__Task prompt__
Nothing but an exact copy of the records is expected here.

__Exercise data__

"""

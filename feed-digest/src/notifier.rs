use crate::digest::escape_html;
use crate::traits::Notifier;
use crate::types::{DigestError, Result, TelegramConfig};
use async_trait::async_trait;
use reqwest::Client;
use serde::{Deserialize, Serialize};
use std::time::Duration;
use tracing::{debug, info};

/// Telegram rejects messages longer than this many characters.
pub const MAX_MESSAGE_CHARS: usize = 4096;

#[derive(Debug, Serialize)]
struct SendMessageRequest<'a> {
    chat_id: &'a str,
    text: &'a str,
    parse_mode: &'a str,
}

#[derive(Debug, Default, Deserialize)]
struct ApiResponse {
    #[serde(default)]
    description: String,
}

/// Delivers digests through the Telegram Bot API `sendMessage` method.
pub struct TelegramNotifier {
    client: Client,
    config: TelegramConfig,
}

impl TelegramNotifier {
    pub fn new(config: TelegramConfig) -> Result<Self> {
        if !config.is_configured() {
            return Err(DigestError::Config(
                "telegram bot token and chat id are required".to_string(),
            ));
        }
        let client = Client::builder()
            .timeout(Duration::from_secs(config.timeout_seconds))
            .build()?;
        Ok(Self { client, config })
    }

    /// `None` when the channel is not configured.
    pub fn from_config(config: &TelegramConfig) -> Result<Option<Self>> {
        if !config.is_configured() {
            return Ok(None);
        }
        Self::new(config.clone()).map(Some)
    }

    fn endpoint(&self) -> String {
        format!(
            "{}/bot{}/sendMessage",
            self.config.api_base.trim_end_matches('/'),
            self.config.bot_token
        )
    }

    async fn send_chunk(&self, text: &str) -> Result<()> {
        let request = SendMessageRequest {
            chat_id: &self.config.chat_id,
            text,
            parse_mode: "HTML",
        };

        let response = self.client.post(self.endpoint()).json(&request).send().await?;
        let status = response.status();
        if !status.is_success() {
            let body = response.text().await.unwrap_or_default();
            let api: ApiResponse = serde_json::from_str(&body).unwrap_or_default();
            return Err(DigestError::Delivery(format!(
                "telegram API {}: {}",
                status.as_u16(),
                api.description
            )));
        }
        Ok(())
    }
}

#[async_trait]
impl Notifier for TelegramNotifier {
    fn channel_name(&self) -> String {
        "telegram".to_string()
    }

    async fn send(&self, title: &str, body: &str) -> Result<()> {
        let text = if title.is_empty() {
            body.to_string()
        } else {
            format!("<b>{}</b>\n\n{}", escape_html(title), body)
        };

        let chunks = split_message(&text, MAX_MESSAGE_CHARS);
        debug!(chunks = chunks.len(), "sending telegram message");
        for chunk in &chunks {
            self.send_chunk(chunk).await?;
        }

        info!("Sent digest to Telegram in {} message(s)", chunks.len());
        Ok(())
    }
}

/// Split text into chunks of at most `max_chars` characters, preferring
/// paragraph breaks, then line breaks, then a hard cut on a char boundary.
pub fn split_message(text: &str, max_chars: usize) -> Vec<String> {
    let max_chars = max_chars.max(1);
    let mut chunks = Vec::new();
    let mut rest = text;

    while rest.chars().count() > max_chars {
        let limit = rest
            .char_indices()
            .nth(max_chars)
            .map(|(idx, _)| idx)
            .unwrap_or(rest.len());
        let head = &rest[..limit];

        let cut = match head.rfind("\n\n") {
            Some(idx) if idx > 0 => idx,
            _ => match head.rfind('\n') {
                Some(idx) if idx > 0 => idx,
                _ => limit,
            },
        };

        chunks.push(rest[..cut].to_string());
        rest = rest[cut..].trim_start_matches('\n');
    }

    if !rest.is_empty() || chunks.is_empty() {
        chunks.push(rest.to_string());
    }
    chunks
}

"""

__Response to this exercise__
filename feed-digest/src/notifier.rs
use crate::digest::escape_html;
use crate::traits::Notifier;
use crate::types::{DigestError, Result, TelegramConfig};
use async_trait::async_trait;
use reqwest::Client;
use serde::{Deserialize, Serialize};
use std::time::Duration;
use tracing::{debug, info};

/// Telegram rejects messages longer than this many characters.
pub const MAX_MESSAGE_CHARS: usize = 4096;

#[derive(Debug, Serialize)]
struct SendMessageRequest<'a> {
    chat_id: &'a str,
    text: &'a str,
    parse_mode: &'a str,
}

#[derive(Debug, Default, Deserialize)]
struct ApiResponse {
    #[serde(default)]
    description: String,
}

/// Delivers digests through the Telegram Bot API `sendMessage` method.
pub struct TelegramNotifier {
    client: Client,
    config: TelegramConfig,
}

impl TelegramNotifier {
    pub fn new(config: TelegramConfig) -> Result<Self> {
        if !config.is_configured() {
            return Err(DigestError::Config(
                "telegram bot token and chat id are required".to_string(),
            ));
        }
        let client = Client::builder()
            .timeout(Duration::from_secs(config.timeout_seconds))
            .build()?;
        Ok(Self { client, config })
    }

    /// `None` when the channel is not configured.
    pub fn from_config(config: &TelegramConfig) -> Result<Option<Self>> {
        if !config.is_configured() {
            return Ok(None);
        }
        Self::new(config.clone()).map(Some)
    }

    fn endpoint(&self) -> String {
        format!(
            "{}/bot{}/sendMessage",
            self.config.api_base.trim_end_matches('/'),
            self.config.bot_token
        )
    }

    async fn send_chunk(&self, text: &str) -> Result<()> {
        let request = SendMessageRequest {
            chat_id: &self.config.chat_id,
            text,
            parse_mode: "HTML",
        };

        let response = self.client.post(self.endpoint()).json(&request).send().await?;
        let status = response.status();
        if !status.is_success() {
            let body = response.text().await.unwrap_or_default();
            let api: ApiResponse = serde_json::from_str(&body).unwrap_or_default();
            return Err(DigestError::Delivery(format!(
                "telegram API {}: {}",
                status.as_u16(),
                api.description
            )));
        }
        Ok(())
    }
}

#[async_trait]
impl Notifier for TelegramNotifier {
    fn channel_name(&self) -> String {
        "telegram".to_string()
    }

    async fn send(&self, title: &str, body: &str) -> Result<()> {
        let text = if title.is_empty() {
            body.to_string()
        } else {
            format!("<b>{}</b>\n\n{}", escape_html(title), body)
        };

        let chunks = split_message(&text, MAX_MESSAGE_CHARS);
        debug!(chunks = chunks.len(), "sending telegram message");
        for chunk in &chunks {
            self.send_chunk(chunk).await?;
        }

        info!("Sent digest to Telegram in {} message(s)", chunks.len());
        Ok(())
    }
}

/// Split text into chunks of at most `max_chars` characters, preferring
/// paragraph breaks, then line breaks, then a hard cut on a char boundary.
pub fn split_message(text: &str, max_chars: usize) -> Vec<String> {
    let max_chars = max_chars.max(1);
    let mut chunks = Vec::new();
    let mut rest = text;

    while rest.chars().count() > max_chars {
        let limit = rest
            .char_indices()
            .nth(max_chars)
            .map(|(idx, _)| idx)
            .unwrap_or(rest.len());
        let head = &rest[..limit];

        let cut = match head.rfind("\n\n") {
            Some(idx) if idx > 0 => idx,
            _ => match head.rfind('\n') {
                Some(idx) if idx > 0 => idx,
                _ => limit,
            },
        };

        chunks.push(rest[..cut].to_string());
        rest = rest[cut..].trim_start_matches('\n');
    }

    if !rest.is_empty() || chunks.is_empty() {
        chunks.push(rest.to_string());
    }
    chunks
}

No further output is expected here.